Turning in Fig. 1 (bottom) in more detail to the category of articles, one sees that most articles are produced as coauthor, with a median of 4 and an interquartile range from 2 to 7 per scientist over the 3 years. Again, the minimum is 0, and there are outliers as a maximum (notably 29 articles coauthored by one scientist during the 3 years). The median of the articles as first author is 1. Despite the emphasis on publishing in indexed journals, some scientists also continued to publish in journals that are not indexed in Thomson Reuters’s Journal Citation Reports (median = 0, maximum = 8).

The PRIDE level and the SNI level are significantly correlated for the 73 scientists, though the relationship is not really linear (not shown here).
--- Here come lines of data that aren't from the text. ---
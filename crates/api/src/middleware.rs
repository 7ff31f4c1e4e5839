//! API middleware.

use axum::{
    body::Body,
    extract::State,
    http::{Request, header},
    middleware::Next,
    response::Response,
};
use kyc_core::{KycIntakeService, KycReviewService};
use kyc_db::repositories::UserRepository;

/// Application state.
#[derive(Clone)]
pub struct AppState {
    /// Token lookup for the auth middleware.
    pub user_repo: UserRepository,
    /// Document intake for `/kyc/submit`.
    pub intake_service: KycIntakeService,
    /// Status and review operations.
    pub review_service: KycReviewService,
}

/// Authentication middleware.
///
/// Resolves `Authorization: Bearer <token>` to a user and stores it in the
/// request extensions. Requests without a valid token pass through
/// unauthenticated; the extractors decide whether that is acceptable.
pub async fn auth_middleware(
    State(state): State<AppState>,
    mut req: Request<Body>,
    next: Next,
) -> Response {
    let token = req
        .headers()
        .get(header::AUTHORIZATION)
        .and_then(|value| value.to_str().ok())
        .and_then(|value| value.strip_prefix("Bearer "))
        .map(str::trim)
        .filter(|token| !token.is_empty())
        .map(ToString::to_string);

    if let Some(token) = token {
        match state.user_repo.find_by_token(&token).await {
            Ok(Some(user)) => {
                req.extensions_mut().insert(user);
            }
            Ok(None) => {}
            Err(e) => tracing::warn!(error = %e, "Token lookup failed"),
        }
    }

    next.run(req).await
}
//! Create `kyc_submission` table migration.

use sea_orm_migration::prelude::*;

#[derive(DeriveMigrationName)]
pub struct Migration;

#[async_trait::async_trait]
impl MigrationTrait for Migration {
    async fn up(&self, manager: &SchemaManager) -> Result<(), DbErr> {
        manager
            .create_table(
                Table::create()
                    .table(KycSubmission::Table)
                    .if_not_exists()
                    .col(
                        ColumnDef::new(KycSubmission::Id)
                            .string_len(32)
                            .not_null()
                            .primary_key(),
                    )
                    .col(ColumnDef::new(KycSubmission::UserId).string_len(32).not_null())
                    .col(
                        ColumnDef::new(KycSubmission::Status)
                            .string_len(16)
                            .not_null()
                            .default("pending"),
                    )
                    .col(
                        ColumnDef::new(KycSubmission::SubmittedAt)
                            .timestamp_with_time_zone()
                            .not_null()
                            .default(Expr::current_timestamp()),
                    )
                    .col(ColumnDef::new(KycSubmission::ReviewedAt).timestamp_with_time_zone())
                    .col(ColumnDef::new(KycSubmission::ReviewerId).string_len(32))
                    .col(ColumnDef::new(KycSubmission::ReviewerNote).text())
                    .col(ColumnDef::new(KycSubmission::PurgeAfter).timestamp_with_time_zone())
                    .foreign_key(
                        ForeignKey::create()
                            .name("fk_kyc_submission_user")
                            .from(KycSubmission::Table, KycSubmission::UserId)
                            .to(User::Table, User::Id)
                            .on_delete(ForeignKeyAction::Cascade),
                    )
                    .to_owned(),
            )
            .await?;

        // Index: (user_id, status) for the one-pending-submission check
        manager
            .create_index(
                Index::create()
                    .name("idx_kyc_submission_user_status")
                    .table(KycSubmission::Table)
                    .col(KycSubmission::UserId)
                    .col(KycSubmission::Status)
                    .to_owned(),
            )
            .await?;

        // Index: status (admin review queue)
        manager
            .create_index(
                Index::create()
                    .name("idx_kyc_submission_status")
                    .table(KycSubmission::Table)
                    .col(KycSubmission::Status)
                    .to_owned(),
            )
            .await?;

        // Index: purge_after (retention sweep)
        manager
            .create_index(
                Index::create()
                    .name("idx_kyc_submission_purge_after")
                    .table(KycSubmission::Table)
                    .col(KycSubmission::PurgeAfter)
                    .to_owned(),
            )
            .await?;

        Ok(())
    }

    async fn down(&self, manager: &SchemaManager) -> Result<(), DbErr> {
        manager
            .drop_table(Table::drop().table(KycSubmission::Table).to_owned())
            .await
    }
}

#[derive(Iden)]
enum KycSubmission {
    Table,
    Id,
    UserId,
    Status,
    SubmittedAt,
    ReviewedAt,
    ReviewerId,
    ReviewerNote,
    PurgeAfter,
}

#[derive(Iden)]
enum User {
    Table,
    Id,
}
The problem of poorly behaved residuals in pairwise correlations is the case for many variable pairs from Table 1. For that reason, correlation analysis was not elaborated further.

Though the assignation of an evaluation category in the PRIDE or SNI starts generally at the beginning of the year, the evaluations every few years (generally 3–5) for the PRIDE and SNI are not at the same time for all scientists. Therefore, the data presented here does not necessarily represent exactly the data that the evaluation committees have seen for a given scientist. Nevertheless, it is of interest to present an association between evaluation category in the PRIDE or SNI, with the products presented over the 3-year period.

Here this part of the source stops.